Most data practitioners strive to accelerate application outcomes while providing data mobility and availability. Their success is measured by their ability to drive improved operational efficiencies and sustainability without compromising performance, all within an affordable cost envelope.  

Building data infrastructure to support these goals is often a multivariate equation that has no perfect solution and involves making difficult tradeoffs since most data management products and solutions can only provide excellence in one of these vectors at the expense of the rest.  
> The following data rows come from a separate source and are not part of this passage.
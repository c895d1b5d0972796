use crate::error::{Error, Result};

/// Number of bytes `s` occupies as a single-byte string
pub fn latin1_len(s: &str) -> usize {
    s.chars().count()
}

/// Number of UTF-16 code units in `s`
pub fn wide_len(s: &str) -> usize {
    s.encode_utf16().count()
}

/// Little-endian binary writer backed by a growable buffer
pub struct BinaryWriter {
    data: Vec<u8>,
}

impl BinaryWriter {
    pub fn new() -> Self {
        Self { data: Vec::new() }
    }

    pub fn with_capacity(capacity: usize) -> Self {
        Self { data: Vec::with_capacity(capacity) }
    }

    pub fn len(&self) -> usize {
        self.data.len()
    }

    pub fn is_empty(&self) -> bool {
        self.data.is_empty()
    }

    pub fn into_vec(self) -> Vec<u8> {
        self.data
    }

    pub fn as_slice(&self) -> &[u8] {
        &self.data
    }

    pub fn write_bytes(&mut self, bytes: &[u8]) {
        self.data.extend_from_slice(bytes);
    }

    pub fn write_zeros(&mut self, count: usize) {
        self.data.resize(self.data.len() + count, 0);
    }

    pub fn write_u8(&mut self, v: u8) {
        self.data.push(v);
    }

    pub fn write_bool(&mut self, v: bool) {
        self.write_u8(if v { 1 } else { 0 });
    }

    pub fn write_i16_le(&mut self, v: i16) {
        self.data.extend_from_slice(&v.to_le_bytes());
    }

    pub fn write_i32_le(&mut self, v: i32) {
        self.data.extend_from_slice(&v.to_le_bytes());
    }

    pub fn write_i64_le(&mut self, v: i64) {
        self.data.extend_from_slice(&v.to_le_bytes());
    }

    pub fn write_f32_le(&mut self, v: f32) {
        self.data.extend_from_slice(&v.to_le_bytes());
    }

    fn write_latin1(&mut self, s: &str) -> Result<()> {
        for c in s.chars() {
            let b = u8::try_from(u32::from(c)).map_err(|_| {
                Error::InvalidModel(format!("character {c:?} in {s:?} does not fit in one byte"))
            })?;
            self.write_u8(b);
        }
        Ok(())
    }

    /// Write a string with a one-byte length prefix
    pub fn write_short_string(&mut self, s: &str) -> Result<()> {
        let len = latin1_len(s);
        let len = u8::try_from(len)
            .map_err(|_| Error::InvalidModel(format!("string {s:?} is longer than 255 bytes")))?;
        self.write_u8(len);
        self.write_latin1(s)
    }

    /// Write a string with a two-byte length prefix
    pub fn write_string(&mut self, s: &str) -> Result<()> {
        let len = i16::try_from(latin1_len(s))
            .map_err(|_| Error::InvalidModel(format!("string of {} bytes is too long", s.len())))?;
        self.write_i16_le(len);
        self.write_latin1(s)
    }

    /// Write a UTF-16LE string prefixed with its code unit count
    pub fn write_wide_string(&mut self, s: &str) -> Result<()> {
        let units: Vec<u16> = s.encode_utf16().collect();
        let len = i16::try_from(units.len())
            .map_err(|_| Error::InvalidModel(format!("wide string of {} units is too long", units.len())))?;
        self.write_i16_le(len);
        for unit in units {
            self.data.extend_from_slice(&unit.to_le_bytes());
        }
        Ok(())
    }
}

impl Default for BinaryWriter {
    fn default() -> Self {
        Self::new()
    }
}

impl From<BinaryWriter> for Vec<u8> {
    fn from(writer: BinaryWriter) -> Self {
        writer.into_vec()
    }
}

#[cfg(test)]
mod tests {
    use super::*;
    use crate::codec::reader::BinaryReader;

    #[test]
    fn test_roundtrip_primitives() {
        let mut writer = BinaryWriter::new();
        writer.write_u8(0x42);
        writer.write_i16_le(-2);
        writer.write_i32_le(0x1234_5678);
        writer.write_i64_le(8852388021845098495);
        writer.write_f32_le(1.5);

        let data = writer.into_vec();
        let mut reader = BinaryReader::new(&data);

        assert_eq!(reader.read_u8().unwrap(), 0x42);
        assert_eq!(reader.read_i16_le().unwrap(), -2);
        assert_eq!(reader.read_i32_le().unwrap(), 0x1234_5678);
        assert_eq!(reader.read_i64_le().unwrap(), 8852388021845098495);
        assert_eq!(reader.read_f32_le().unwrap(), 1.5);
    }

    #[test]
    fn test_string_lengths_match_output() {
        let mut writer = BinaryWriter::new();
        writer.write_string("caf\u{e9}").unwrap();
        assert_eq!(writer.len(), 2 + latin1_len("caf\u{e9}"));

        let mut writer = BinaryWriter::new();
        writer.write_wide_string("\u{1F600}x").unwrap();
        assert_eq!(writer.len(), 2 + 2 * wide_len("\u{1F600}x"));
    }

    #[test]
    fn test_roundtrip_wide_string() {
        let mut writer = BinaryWriter::new();
        writer.write_wide_string("Spieler \u{00fc}\u{1F600}").unwrap();

        let data = writer.into_vec();
        let mut reader = BinaryReader::new(&data);
        assert_eq!(reader.read_wide_string().unwrap(), "Spieler \u{00fc}\u{1F600}");
    }

    #[test]
    fn test_unencodable_strings_are_rejected() {
        let mut writer = BinaryWriter::new();
        assert!(matches!(writer.write_string("\u{4e16}"), Err(Error::InvalidModel(_))));
        assert!(matches!(
            writer.write_short_string(&"x".repeat(256)),
            Err(Error::InvalidModel(_))
        ));
    }
}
Understanding the Variables 

Next-generation applications have different performance and storage requirements at various data management life cycle stages. Take, for example, an ML system that trains autonomous driving models for vehicles. Data ingestion must happen within a fixed period to accommodate data from multiple sources.  
The data transformation phase has a similar challenge: it must cleanse the raw data and extract and transform features from it in the same period. Next comes the training phase, which must be as fast as the following validation phase. The data practitioner team running the project will be unwilling to compromise on performance in any of these data lifecycle phases as performance is directly related to business outcomes. For example, completing an ML model run within three hours could be a goal the team is driving towards. The demand for high-performance solutions has been the driving factor for the continued domination of high-performance NVMe-based systems over legacy hybrid systems from a storage domain perspective. 
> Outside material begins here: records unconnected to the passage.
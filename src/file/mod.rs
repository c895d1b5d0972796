//! Whole-file reading and writing
//!
//! File layout:
//!   "CkMp"
//!   string table
//!   top-level sections until end of data

mod read;
mod write;

pub use read::{read_map, MapReader, ReadOptions, UnknownSectionPolicy};
pub use write::{write_map, Layout, MapWriter};

pub const SIGNATURE: [u8; 4] = *b"CkMp";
Building an infrastructure with NVMe-based storage that drives superior I/O performance in all ML lifecycle phases could break the infrastructure cost budget for many enterprises. Data-driven enterprises seldom spread infrastructure investments evenly and choose hybrid systems that are only cost-optimized for storage efficiency alone. They need highly performant systems at an affordable price, two words rarely used together by many of the data management vendors today. This has led enterprises to purchase islands of infrastructure tiers at varying costs and with differing performance characteristics and storage efficiencies forcing teams to silo applications into the best-suited island of storage. It is not easy to build a data infrastructure that satisfies both performance-demanding applications and remaining workloads AND that fits the CFO’s annual infrastructure budget.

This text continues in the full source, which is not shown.